[[ Source data open ]]

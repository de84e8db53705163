//! JSON envelope shared by every endpoint.

use serde::Serialize;

/// `{"success": true, "data": ..., "message": ...}` on success,
/// `{"success": false, "error": ...}` on failure.
#[derive(Debug, Serialize)]
pub struct ApiResponse<T: Serialize> {
    pub success: bool,
    #[serde(skip_serializing_if = "Option::is_none")]
    pub data: Option<T>,
    #[serde(skip_serializing_if = "Option::is_none")]
    pub message: Option<String>,
    #[serde(skip_serializing_if = "Option::is_none")]
    pub error: Option<String>,
}

impl<T: Serialize> ApiResponse<T> {
    pub fn ok(data: T) -> Self {
        Self {
            success: true,
            data: Some(data),
            message: None,
            error: None,
        }
    }

    pub fn with_message(mut self, message: impl Into<String>) -> Self {
        self.message = Some(message.into());
        self
    }
}

impl ApiResponse<()> {
    pub fn message(message: impl Into<String>) -> Self {
        Self {
            success: true,
            data: None,
            message: Some(message.into()),
            error: None,
        }
    }

    pub fn failure(error: impl Into<String>) -> Self {
        Self {
            success: false,
            data: None,
            message: None,
            error: Some(error.into()),
        }
    }
}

[[ Source data closed ]]

Work out how many lines of the listing contain the string "impl". Please reply with the number only.

Task result >> 5